(Stored items)
impl World {
    /// Create an empty world at tick 0.
    #[must_use]
    pub fn new() -> Self {
        Self {
            tick: 0,
            next_id: 1,
            units: Registry::new(),
            projectiles: Registry::new(),
            missiles: Registry::new(),
            mines: Registry::new(),
            asteroids: Registry::new(),
            collectables: Registry::new(),
            delayed: DelayedQueue::new(),
        }
    }

    /// Hand out a fresh id. Never returns zero.
    pub(crate) fn allocate_id(&mut self) -> EntityId {
        let id = self.next_id.max(1);
        self.next_id = id + 1;
        id
    }

    /// Ticks advanced so far.
    #[must_use]
    pub const fn tick(&self) -> u64 {
        self.tick
    }

    /// Live units.
    #[must_use]
    pub fn units(&self) -> &Registry<Unit> {
        &self.units
    }

    /// Live projectiles.
    #[must_use]
    pub fn projectiles(&self) -> &Registry<Projectile> {
        &self.projectiles
    }

    /// Live missiles.
    #[must_use]
    pub fn missiles(&self) -> &Registry<Missile> {
        &self.missiles
    }

    /// Live mines.
    #[must_use]
    pub fn mines(&self) -> &Registry<Mine> {
        &self.mines
    }

    /// Asteroids.
    #[must_use]
    pub fn asteroids(&self) -> &Registry<Asteroid> {
        &self.asteroids
    }

    /// Collectables.
    #[must_use]
    pub fn collectables(&self) -> &Registry<Collectable> {
        &self.collectables
    }

    /// Pending delayed actions.
    #[must_use]
    pub fn delayed(&self) -> &DelayedQueue {
        &self.delayed
    }

    /// Get a unit by id.
    #[must_use]
    pub fn unit(&self, id: EntityId) -> Option<&Unit> {
        self.units.get(id)
    }

    /// Get a mutable unit by id, for the movement and input layers.
    pub fn unit_mut(&mut self, id: EntityId) -> Option<&mut Unit> {
        self.units.get_mut(id)
    }

    /// Get a mutable mine by id.
    pub fn mine_mut(&mut self, id: EntityId) -> Option<&mut Mine> {
        self.mines.get_mut(id)
    }

    /// Get a mutable asteroid by id.
    pub fn asteroid_mut(&mut self, id: EntityId) -> Option<&mut Asteroid> {
        self.asteroids.get_mut(id)
    }

    /// Request that `slot` fire at `target` on every tick until cleared.
    ///
    /// # Errors
    ///
    /// Returns an error if the unit does not exist or has no such slot.
    pub fn set_fire_intent(
        &mut self,
        unit: EntityId,
        slot: usize,
        target: Option<TargetRef>,
    ) -> Result<()> {
        let intent = self.intent_mut(unit, slot)?;
        *intent = Some(FireIntent { target });
        Ok(())
    }

    /// Withdraw a fire request.
    ///
    /// # Errors
    ///
    /// Returns an error if the unit does not exist or has no such slot.
    pub fn clear_fire_intent(&mut self, unit: EntityId, slot: usize) -> Result<()> {
        let intent = self.intent_mut(unit, slot)?;
        *intent = None;
        Ok(())
    }

    fn intent_mut(&mut self, unit: EntityId, slot: usize) -> Result<&mut Option<FireIntent>> {
        self.units
            .get_mut(unit)
            .ok_or(GameError::EntityNotFound(unit))?
            .intents
            .get_mut(slot)
            .ok_or(GameError::SlotOutOfRange { unit, slot })
    }

    fn insert_collectable(
        &mut self,
        catalog: &Catalog,
        def: usize,
        position: Vec2Fixed,
    ) -> Result<EntityId> {
        let collectable_def = catalog
            .collectable(def)
            .ok_or(GameError::UnknownCollectableDef(def))?;
        let id = self.allocate_id();
        self.collectables.insert(
            id,
            Collectable {
                id,
                def,
                position,
                left: collectable_def.lifetime,
            },
        );
        Ok(id)
    }

    /// Compute a deterministic hash of the world state.
    ///
    /// Used for desync detection between peers and for replays.
    #[must_use]
    pub fn state_hash(&self) -> u64 {
        let mut hasher = DefaultHasher::new();

        self.tick.hash(&mut hasher);
        self.next_id.hash(&mut hasher);

        self.units.hash_sorted(&mut hasher);
        self.projectiles.hash_sorted(&mut hasher);
        self.missiles.hash_sorted(&mut hasher);
        self.mines.hash_sorted(&mut hasher);
        self.asteroids.hash_sorted(&mut hasher);
        self.collectables.hash_sorted(&mut hasher);
        self.delayed.hash(&mut hasher);

        hasher.finish()
    }

    /// Serialize world state to bytes.
    ///
    /// # Errors
    ///
    /// Returns an error if serialization fails.
    pub fn serialize(&self) -> Result<Vec<u8>> {
        bincode::serialize(self)
            .map_err(|e| GameError::InvalidState(format!("Failed to serialize world: {e}")))
    }

    /// Deserialize world state from bytes.
    ///
    /// # Errors
    ///
    /// Returns an error if deserialization fails.
    pub fn deserialize(data: &[u8]) -> Result<Self> {
        bincode::deserialize(data)
            .map_err(|e| GameError::InvalidState(format!("Failed to deserialize world: {e}")))
    }
}

/// The combat engine.
///
/// Owns the catalog, the engine config and the world, and advances the
/// world in a fixed phase order.
///
/// # Phase Order
///
/// Each tick runs, in this order:
/// 1. **Slot frames** - regen, cooldown counters, passive drains and heals
/// 2. **Fire resolution** - every slot with a fire intent
/// 3. **Sub-entities** - projectiles, missiles, mines, then collectables
/// 4. **Delayed actions** - countdowns that reached zero
/// 5. **Reaping** - removal of units destroyed during the tick
#[derive(Debug, Clone)]
pub struct Simulation {
    catalog: Catalog,
    config: EngineConfig,
    world: World,
}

BRIEF: The entries listed above are to be output exactly. Leave none out.

RESPONSE BOX:
impl World {
    /// Create an empty world at tick 0.
    #[must_use]
    pub fn new() -> Self {
        Self {
            tick: 0,
            next_id: 1,
            units: Registry::new(),
            projectiles: Registry::new(),
            missiles: Registry::new(),
            mines: Registry::new(),
            asteroids: Registry::new(),
            collectables: Registry::new(),
            delayed: DelayedQueue::new(),
        }
    }

    /// Hand out a fresh id. Never returns zero.
    pub(crate) fn allocate_id(&mut self) -> EntityId {
        let id = self.next_id.max(1);
        self.next_id = id + 1;
        id
    }

    /// Ticks advanced so far.
    #[must_use]
    pub const fn tick(&self) -> u64 {
        self.tick
    }

    /// Live units.
    #[must_use]
    pub fn units(&self) -> &Registry<Unit> {
        &self.units
    }

    /// Live projectiles.
    #[must_use]
    pub fn projectiles(&self) -> &Registry<Projectile> {
        &self.projectiles
    }

    /// Live missiles.
    #[must_use]
    pub fn missiles(&self) -> &Registry<Missile> {
        &self.missiles
    }

    /// Live mines.
    #[must_use]
    pub fn mines(&self) -> &Registry<Mine> {
        &self.mines
    }

    /// Asteroids.
    #[must_use]
    pub fn asteroids(&self) -> &Registry<Asteroid> {
        &self.asteroids
    }

    /// Collectables.
    #[must_use]
    pub fn collectables(&self) -> &Registry<Collectable> {
        &self.collectables
    }

    /// Pending delayed actions.
    #[must_use]
    pub fn delayed(&self) -> &DelayedQueue {
        &self.delayed
    }

    /// Get a unit by id.
    #[must_use]
    pub fn unit(&self, id: EntityId) -> Option<&Unit> {
        self.units.get(id)
    }

    /// Get a mutable unit by id, for the movement and input layers.
    pub fn unit_mut(&mut self, id: EntityId) -> Option<&mut Unit> {
        self.units.get_mut(id)
    }

    /// Get a mutable mine by id.
    pub fn mine_mut(&mut self, id: EntityId) -> Option<&mut Mine> {
        self.mines.get_mut(id)
    }

    /// Get a mutable asteroid by id.
    pub fn asteroid_mut(&mut self, id: EntityId) -> Option<&mut Asteroid> {
        self.asteroids.get_mut(id)
    }

    /// Request that `slot` fire at `target` on every tick until cleared.
    ///
    /// # Errors
    ///
    /// Returns an error if the unit does not exist or has no such slot.
    pub fn set_fire_intent(
        &mut self,
        unit: EntityId,
        slot: usize,
        target: Option<TargetRef>,
    ) -> Result<()> {
        let intent = self.intent_mut(unit, slot)?;
        *intent = Some(FireIntent { target });
        Ok(())
    }

    /// Withdraw a fire request.
    ///
    /// # Errors
    ///
    /// Returns an error if the unit does not exist or has no such slot.
    pub fn clear_fire_intent(&mut self, unit: EntityId, slot: usize) -> Result<()> {
        let intent = self.intent_mut(unit, slot)?;
        *intent = None;
        Ok(())
    }

    fn intent_mut(&mut self, unit: EntityId, slot: usize) -> Result<&mut Option<FireIntent>> {
        self.units
            .get_mut(unit)
            .ok_or(GameError::EntityNotFound(unit))?
            .intents
            .get_mut(slot)
            .ok_or(GameError::SlotOutOfRange { unit, slot })
    }

    fn insert_collectable(
        &mut self,
        catalog: &Catalog,
        def: usize,
        position: Vec2Fixed,
    ) -> Result<EntityId> {
        let collectable_def = catalog
            .collectable(def)
            .ok_or(GameError::UnknownCollectableDef(def))?;
        let id = self.allocate_id();
        self.collectables.insert(
            id,
            Collectable {
                id,
                def,
                position,
                left: collectable_def.lifetime,
            },
        );
        Ok(id)
    }

    /// Compute a deterministic hash of the world state.
    ///
    /// Used for desync detection between peers and for replays.
    #[must_use]
    pub fn state_hash(&self) -> u64 {
        let mut hasher = DefaultHasher::new();

        self.tick.hash(&mut hasher);
        self.next_id.hash(&mut hasher);

        self.units.hash_sorted(&mut hasher);
        self.projectiles.hash_sorted(&mut hasher);
        self.missiles.hash_sorted(&mut hasher);
        self.mines.hash_sorted(&mut hasher);
        self.asteroids.hash_sorted(&mut hasher);
        self.collectables.hash_sorted(&mut hasher);
        self.delayed.hash(&mut hasher);

        hasher.finish()
    }

    /// Serialize world state to bytes.
    ///
    /// # Errors
    ///
    /// Returns an error if serialization fails.
    pub fn serialize(&self) -> Result<Vec<u8>> {
        bincode::serialize(self)
            .map_err(|e| GameError::InvalidState(format!("Failed to serialize world: {e}")))
    }

    /// Deserialize world state from bytes.
    ///
    /// # Errors
    ///
    /// Returns an error if deserialization fails.
    pub fn deserialize(data: &[u8]) -> Result<Self> {
        bincode::deserialize(data)
            .map_err(|e| GameError::InvalidState(format!("Failed to deserialize world: {e}")))
    }
}

/// The combat engine.
///
/// Owns the catalog, the engine config and the world, and advances the
/// world in a fixed phase order.
///
/// # Phase Order
///
/// Each tick runs, in this order:
/// 1. **Slot frames** - regen, cooldown counters, passive drains and heals
/// 2. **Fire resolution** - every slot with a fire intent
/// 3. **Sub-entities** - projectiles, missiles, mines, then collectables
/// 4. **Delayed actions** - countdowns that reached zero
/// 5. **Reaping** - removal of units destroyed during the tick
#[derive(Debug, Clone)]
pub struct Simulation {
    catalog: Catalog,
    config: EngineConfig,
    world: World,
}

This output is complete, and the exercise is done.